The [IAA’s] reasons identify having regard to the whole of the material referred to the [IAA] and it is not necessary for the [IAA] to refer to every piece of evidence. There is no proper basis to infer that there was a failure by the [IAA] to take into account the 2013 statement. The adverse credibility findings by the [IAA] were open on the material before the [IAA]. The applicant has failed to establish that the [IAA] overlooked or failed to deal with any material evidence in the circumstances of the present case. No jurisdictional error as alleged in ground 2 is made out.
NOTICE OF APPEAL
8 The grounds relied upon for this appeal, which are set out in the draft notice of appeal, are, in substance, the same as the grounds relied upon in the FCC and set out at [6] of these reasons.
THE APPEAL
9 At the hearing before me, Mr Singleton of counsel appeared briefly for the appellant. An adjournment was sought until a date in August to give the appellant time to obtain legal representation. Given the history of the matter, I declined to grant the adjournment sought, but did give Mr Singleton 14 days within which to file and serve any written submissions on behalf of the appellant, with the Minister to respond within seven days thereafter. I also informed the parties that whether I would convene a further hearing for oral argument would depend upon the content of any submissions filed. As it happens, no written submissions were filed, although Mr Singleton informed the Court (by email) that this was not be taken as a comment on the merits of the appeal. The Court is indebted to Mr Singleton for the assistance he gave the appellant.
10 I now turn to consider each of the grounds of appeal.
11 As to the first ground, I am satisfied that the IAA took into account the appellant’s reasons or motivation for going to Negombo. Paragraph [4] of the IAA’s reasons include the following statement:
As it was not safe to remain at his family home, the applicant fled to Negombo, Western Province, where he resided with a friend…
12 Then at [19] and [22] the IAA said:
In his SHEV statement, the applicant claimed that around one to two days after returning to the family home, he heard the sound of motorbikes approaching at night. The applicant feared he would be harmed so he escaped through the rear entrance of the home and fled to his aunt’s home where he remained for a week. In the SHEV interview, the applicant claimed that he stayed at his aunt’s home for nine to ten days. Later in the interview, the applicant said that he stayed with his aunt for one week.
…
The applicant claimed that soon after the shooting incident of September 2008, he travelled by ship to his friend’s home in Negombo, Western Province, where he remained until he departed Sri Lanka in August 2012.

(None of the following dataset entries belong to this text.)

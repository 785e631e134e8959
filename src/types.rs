//! Public and internal types shared by the queue, the pipeline and the subtasks.

use std::collections::BTreeMap;
use std::fmt;
use std::path::{Path, PathBuf};
use std::str::FromStr;
use std::time::Duration;

use serde::{Deserialize, Serialize};
use serde_json::Value;

use crate::errors::PipelineError;
use crate::queue::SpawnKind;
use crate::utils::config::{PortionConsts, QueueConsts, ERROR_THRESHOLD, ORG_POLL_INTERVAL, WAIT_TIME};

/// Frozen snapshot of how to reach the target org.
///
/// Crosses the process boundary as plain data; workers never touch a keychain to rebuild it.
/// `kind` selects the client implementation (see [`crate::org::connect`]), `config` is opaque to
/// the queue machinery.
#[derive(Clone, Debug, PartialEq, Eq, Serialize, Deserialize)]
pub struct OrgConnection {
    pub name: String,
    pub kind: String,
    #[serde(default)]
    pub config: BTreeMap<String, String>,
}

impl OrgConnection {
    pub const SQLITE: &'static str = "sqlite";

    /// Org backed by a local SQLite file.
    pub fn sqlite(name: &str, path: &Path) -> Self {
        let mut config = BTreeMap::new();
        config.insert("database".to_string(), path.display().to_string());
        Self {
            name: name.to_string(),
            kind: Self::SQLITE.to_string(),
            config,
        }
    }

    pub fn database_path(&self) -> Option<PathBuf> {
        self.config.get("database").map(PathBuf::from)
    }
}

/// Connected-app credential handed to workers in place of a keychain.
#[derive(Clone, PartialEq, Eq, Serialize, Deserialize)]
pub struct ConnectedApp {
    pub client_id: String,
    pub client_secret: String,
    #[serde(default)]
    pub callback_url: Option<String>,
}

impl fmt::Debug for ConnectedApp {
    fn fmt(&self, f: &mut fmt::Formatter<'_>) -> fmt::Result {
        f.debug_struct("ConnectedApp")
            .field("client_id", &self.client_id)
            .field("client_secret", &"***")
            .field("callback_url", &self.callback_url)
            .finish()
    }
}

/// The slice of project configuration a subtask needs. Not the whole project.
#[derive(Clone, Debug, Default, PartialEq, Eq, Serialize, Deserialize)]
pub struct ProjectDescriptor {
    pub package: String,
}

/// Task options: string keys to JSON values.
///
/// Values arrive from the command line as strings and from code as typed JSON, so the getters
/// accept both spellings (`"3"` and `3`, `"true"` and `true`).
#[derive(Clone, Debug, Default, PartialEq, Serialize, Deserialize)]
#[serde(transparent)]
pub struct TaskOptions(BTreeMap<String, Value>);

impl TaskOptions {
    pub fn new() -> Self {
        Self::default()
    }

    pub fn with(mut self, key: &str, value: impl Into<Value>) -> Self {
        self.insert(key, value);
        self
    }

    pub fn insert(&mut self, key: &str, value: impl Into<Value>) {
        self.0.insert(key.to_string(), value.into());
    }

    pub fn insert_path(&mut self, key: &str, path: &Path) {
        self.insert(key, path.display().to_string());
    }

    /// Overwrite with every key in `other`.
    pub fn merge(&mut self, other: TaskOptions) {
        self.0.extend(other.0);
    }

    pub fn get(&self, key: &str) -> Option<&Value> {
        self.0.get(key)
    }

    pub fn contains(&self, key: &str) -> bool {
        self.0.contains_key(key)
    }

    pub fn iter(&self) -> impl Iterator<Item = (&String, &Value)> {
        self.0.iter()
    }

    pub fn get_str(&self, key: &str) -> Option<&str> {
        self.0.get(key).and_then(Value::as_str)
    }

    pub fn require_str(&self, key: &str) -> Result<&str, PipelineError> {
        self.get_str(key)
            .ok_or_else(|| PipelineError::options(format!("Missing required option `{key}`")))
    }

    pub fn get_path(&self, key: &str) -> Option<PathBuf> {
        self.get_str(key).filter(|s| !s.is_empty()).map(PathBuf::from)
    }

    pub fn require_path(&self, key: &str) -> Result<PathBuf, PipelineError> {
        self.get_path(key)
            .ok_or_else(|| PipelineError::options(format!("Missing required option `{key}`")))
    }

    pub fn get_u64(&self, key: &str) -> Result<Option<u64>, PipelineError> {
        match self.0.get(key) {
            None | Some(Value::Null) => Ok(None),
            Some(Value::Number(n)) => n
                .as_u64()
                .map(Some)
                .ok_or_else(|| PipelineError::options(format!("{n} is not a number"))),
            Some(Value::String(s)) => parse_count(s).map(Some),
            Some(other) => Err(PipelineError::options(format!("{other} is not a number"))),
        }
    }

    pub fn get_bool(&self, key: &str) -> Result<Option<bool>, PipelineError> {
        match self.0.get(key) {
            None | Some(Value::Null) => Ok(None),
            Some(Value::Bool(b)) => Ok(Some(*b)),
            Some(Value::String(s)) => parse_bool(s).map(Some),
            Some(other) => Err(PipelineError::options(format!("{other} is not a boolean"))),
        }
    }

    /// A nested `{name: value}` object, values rendered as strings.
    pub fn get_string_map(&self, key: &str) -> Result<BTreeMap<String, String>, PipelineError> {
        match self.0.get(key) {
            None | Some(Value::Null) => Ok(BTreeMap::new()),
            Some(Value::Object(map)) => Ok(map
                .iter()
                .map(|(k, v)| {
                    let v = match v {
                        Value::String(s) => s.clone(),
                        other => other.to_string(),
                    };
                    (k.clone(), v)
                })
                .collect()),
            Some(other) => Err(PipelineError::options(format!(
                "`{key}` should be a mapping, got {other}"
            ))),
        }
    }
}

impl FromIterator<(String, Value)> for TaskOptions {
    fn from_iter<I: IntoIterator<Item = (String, Value)>>(iter: I) -> Self {
        Self(iter.into_iter().collect())
    }
}

/// Parse a record count. Underscore separators are allowed: `2_000_000`.
pub fn parse_count(s: &str) -> Result<u64, PipelineError> {
    let cleaned: String = s.trim().chars().filter(|c| *c != '_').collect();
    cleaned
        .parse::<u64>()
        .map_err(|_| PipelineError::options(format!("{} is not a number", s.trim())))
}

pub fn parse_bool(s: &str) -> Result<bool, PipelineError> {
    match s.trim().to_ascii_lowercase().as_str() {
        "true" | "yes" | "y" | "1" | "on" => Ok(true),
        "false" | "no" | "n" | "0" | "off" | "" => Ok(false),
        other => Err(PipelineError::options(format!("{other} is not a boolean"))),
    }
}

#[derive(Clone, Copy, Debug, Default, PartialEq, Eq, Serialize, Deserialize)]
pub enum BulkMode {
    Serial,
    #[default]
    Parallel,
}

impl FromStr for BulkMode {
    type Err = PipelineError;

    fn from_str(s: &str) -> Result<Self, Self::Err> {
        match s.trim().to_ascii_lowercase().as_str() {
            "serial" => Ok(BulkMode::Serial),
            "parallel" => Ok(BulkMode::Parallel),
            _ => Err(PipelineError::options(
                "bulk_mode must be either Serial or Parallel",
            )),
        }
    }
}

impl fmt::Display for BulkMode {
    fn fmt(&self, f: &mut fmt::Formatter<'_>) -> fmt::Result {
        match self {
            BulkMode::Serial => write!(f, "Serial"),
            BulkMode::Parallel => write!(f, "Parallel"),
        }
    }
}

#[derive(Clone, Copy, Debug, Default, PartialEq, Eq, Serialize, Deserialize)]
pub enum StepStatus {
    #[default]
    Success,
    Failure,
}

/// Outcome of loading one mapping step.
#[derive(Clone, Debug, Default, PartialEq, Eq, Serialize, Deserialize)]
pub struct StepResult {
    pub sobject: String,
    pub status: StepStatus,
    pub records_processed: u64,
    pub total_row_errors: u64,
}

/// What the load subtask reports, written as `results.json` in the job directory.
#[derive(Clone, Debug, Default, PartialEq, Eq, Serialize, Deserialize)]
pub struct LoadResults {
    pub step_results: BTreeMap<String, StepResult>,
}

/// Raw run-until selectors as typed by the user. At most one may be set.
#[derive(Clone, Debug, Default)]
pub struct RunUntilOptions {
    /// Bare repetition count, e.g. `50_000`.
    pub recipe_repeated: Option<String>,
    /// `<object>:<count>` loaded during this run.
    pub records_loaded: Option<String>,
    /// `<object>:<count>` total in the org.
    pub records_in_org: Option<String>,
}

/// Full options for one data load (CLI, TOML file and library callers).
#[derive(Clone, Debug)]
pub struct LoadOpts {
    pub recipe: PathBuf,
    pub org: OrgConnection,
    pub run_until: RunUntilOptions,
    /// Created if given (must not exist yet); a temp dir otherwise.
    pub working_directory: Option<PathBuf>,
    /// Keep the temp working directory after the run (debugging).
    pub keep_working_directory: bool,
    /// Generator processes. Defaults to the physical core count.
    pub num_generator_workers: Option<usize>,
    /// Loader threads. Defaults to generators * loader ratio.
    pub num_loader_workers: Option<usize>,
    pub bulk_mode: BulkMode,
    pub ignore_row_errors: bool,
    pub drop_missing_schema: bool,
    /// Values for recipe variables.
    pub recipe_options: BTreeMap<String, String>,
    pub min_portion_size: u64,
    pub max_portion_size: u64,
    /// Multiplier applied to the portion size after each batch.
    pub growth_factor: f64,
    /// Failed jobs tolerated before the run aborts.
    pub error_threshold: usize,
    /// Pause between controller ticks.
    pub wait_time: Duration,
    /// Pause between org count polls.
    pub org_poll_interval: Duration,
    /// Portions allowed to wait on disk for a loader.
    pub load_queue_size: usize,
    pub generator_spawn: SpawnKind,
    pub loader_spawn: SpawnKind,
    pub connected_app: Option<ConnectedApp>,
    pub project: ProjectDescriptor,
    /// Progress bar and detailed status.
    pub verbose: bool,
}

impl Default for LoadOpts {
    fn default() -> Self {
        Self {
            recipe: PathBuf::new(),
            org: OrgConnection::sqlite("default", Path::new("org.db")),
            run_until: RunUntilOptions::default(),
            working_directory: None,
            keep_working_directory: false,
            num_generator_workers: None,
            num_loader_workers: None,
            bulk_mode: BulkMode::Parallel,
            ignore_row_errors: false,
            drop_missing_schema: false,
            recipe_options: BTreeMap::new(),
            min_portion_size: PortionConsts::MIN_PORTION_SIZE,
            max_portion_size: PortionConsts::MAX_PORTION_SIZE,
            growth_factor: PortionConsts::GROWTH_FACTOR,
            error_threshold: ERROR_THRESHOLD,
            wait_time: WAIT_TIME,
            org_poll_interval: ORG_POLL_INTERVAL,
            load_queue_size: QueueConsts::LOAD_QUEUE_SIZE,
            generator_spawn: SpawnKind::Process,
            loader_spawn: SpawnKind::Thread,
            connected_app: None,
            project: ProjectDescriptor::default(),
            verbose: false,
        }
    }
}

13 When these three paragraphs are read together, it is plain that the appellant’s reasons for going to Negombo were considered by the IAA. Ground one is rejected.

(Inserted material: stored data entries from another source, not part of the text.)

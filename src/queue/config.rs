//! What a worker needs to run one job, as plain data.
//!
//! [`WorkerConfig`] is the only thing that crosses into a worker process (JSON on stdin), so it
//! carries a schema version and holds nothing a worker could not rebuild from text.

use anyhow::{Context, Result};
use serde::{Deserialize, Serialize};
use serde_json::Value;
use std::path::PathBuf;

use crate::errors::PipelineError;
use crate::{ConnectedApp, OrgConnection, ProjectDescriptor, TaskOptions};

pub const WORKER_CONFIG_SCHEMA_VERSION: u32 = 1;

/// Settings every job of one queue shares.
#[derive(Clone, Debug, PartialEq, Serialize, Deserialize)]
pub struct SharedConfig {
    /// Registry name of the subtask, e.g. `generate_data`.
    pub task: String,
    pub org: OrgConnection,
    #[serde(default)]
    pub connected_app: Option<ConnectedApp>,
    #[serde(default)]
    pub project: ProjectDescriptor,
    /// Write the subtask's log to `<TaskName>.log` in the job directory.
    #[serde(default = "default_true")]
    pub redirect_logging: bool,
}

fn default_true() -> bool {
    true
}

impl SharedConfig {
    pub fn new(task: &str, org: OrgConnection) -> Self {
        Self {
            task: task.to_string(),
            org,
            connected_app: None,
            project: ProjectDescriptor::default(),
            redirect_logging: true,
        }
    }
}

/// Shared settings plus the per-job bits: options and the three directories a worker touches.
#[derive(Clone, Debug, PartialEq, Serialize, Deserialize)]
pub struct WorkerConfig {
    pub schema_version: u32,
    #[serde(flatten)]
    pub shared: SharedConfig,
    pub task_options: TaskOptions,
    /// The job directory, already in the queue's in-progress area.
    pub working_dir: PathBuf,
    pub outbox_dir: PathBuf,
    pub failures_dir: PathBuf,
}

impl WorkerConfig {
    pub fn new(
        shared: SharedConfig,
        task_options: TaskOptions,
        working_dir: PathBuf,
        outbox_dir: PathBuf,
        failures_dir: PathBuf,
    ) -> Self {
        Self {
            schema_version: WORKER_CONFIG_SCHEMA_VERSION,
            shared,
            task_options,
            working_dir,
            outbox_dir,
            failures_dir,
        }
    }

    /// Job directory name, for log lines.
    pub fn job_name(&self) -> String {
        self.working_dir
            .file_name()
            .map(|n| n.to_string_lossy().into_owned())
            .unwrap_or_default()
    }

    pub fn to_json(&self) -> Result<String> {
        serde_json::to_string(self).context("serialize worker config")
    }

    /// Parse a config written by [`WorkerConfig::to_json`]. The version is checked before the
    /// rest so an old worker reports a version mismatch rather than a missing field.
    pub fn from_json(s: &str) -> Result<Self> {
        let raw: Value = serde_json::from_str(s).context("worker config is not JSON")?;
        let found = raw
            .get("schema_version")
            .and_then(Value::as_u64)
            .context("worker config has no schema_version")?;
        if found != u64::from(WORKER_CONFIG_SCHEMA_VERSION) {
            return Err(PipelineError::UnsupportedSchemaVersion {
                found: u32::try_from(found).unwrap_or(u32::MAX),
                expected: WORKER_CONFIG_SCHEMA_VERSION,
            }
            .into());
        }
        serde_json::from_value(raw).context("parse worker config")
    }
}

14 The Minister made the following submission in writing in relation to the ground two:
The [IAA] does not expressly refer to the invalid Protection visa application in its reasons for decision. However the mere fact that a document is not referred to in a decision-maker’s reasons does not necessarily mean the matter was not considered: Minister for Immigration and Citizenship v SZGUR (2011) 241 CLR 594 at [31]. There is no evidentiary foundation on which to infer that the [IAA] overlooked the applicant’s invalid application for a Protection visa. The applicant bears the onus in this respect: SZGUR at [67].
Further and in any event, the applicant has not demonstrated that any part of the invalid Protection visa application was of some import when regard is had to its cogency and its significance to the decision-maker’s reasoning: see Minister for Immigration and Border Protection v SZSRS (2014) 309 ALR 67 at [54], [56], [58]. In Minister for Immigration and Citizenship v SZRKT (2013) 212 FCR 99, Robertson J held at [111] that the ‘fundamental question must be the importance of the material to the exercise of the Tribunal’s function and thus the seriousness of any error’ and, at [112], that whether the Tribunal is obliged to consider evidence depends ‘on the circumstances of the case and the nature of the document’, including ‘first, the cogency of the evidentiary material and, second, the place of that material in the assessment of the applicant’s claims.’ See, similarly, SZSRS at [29].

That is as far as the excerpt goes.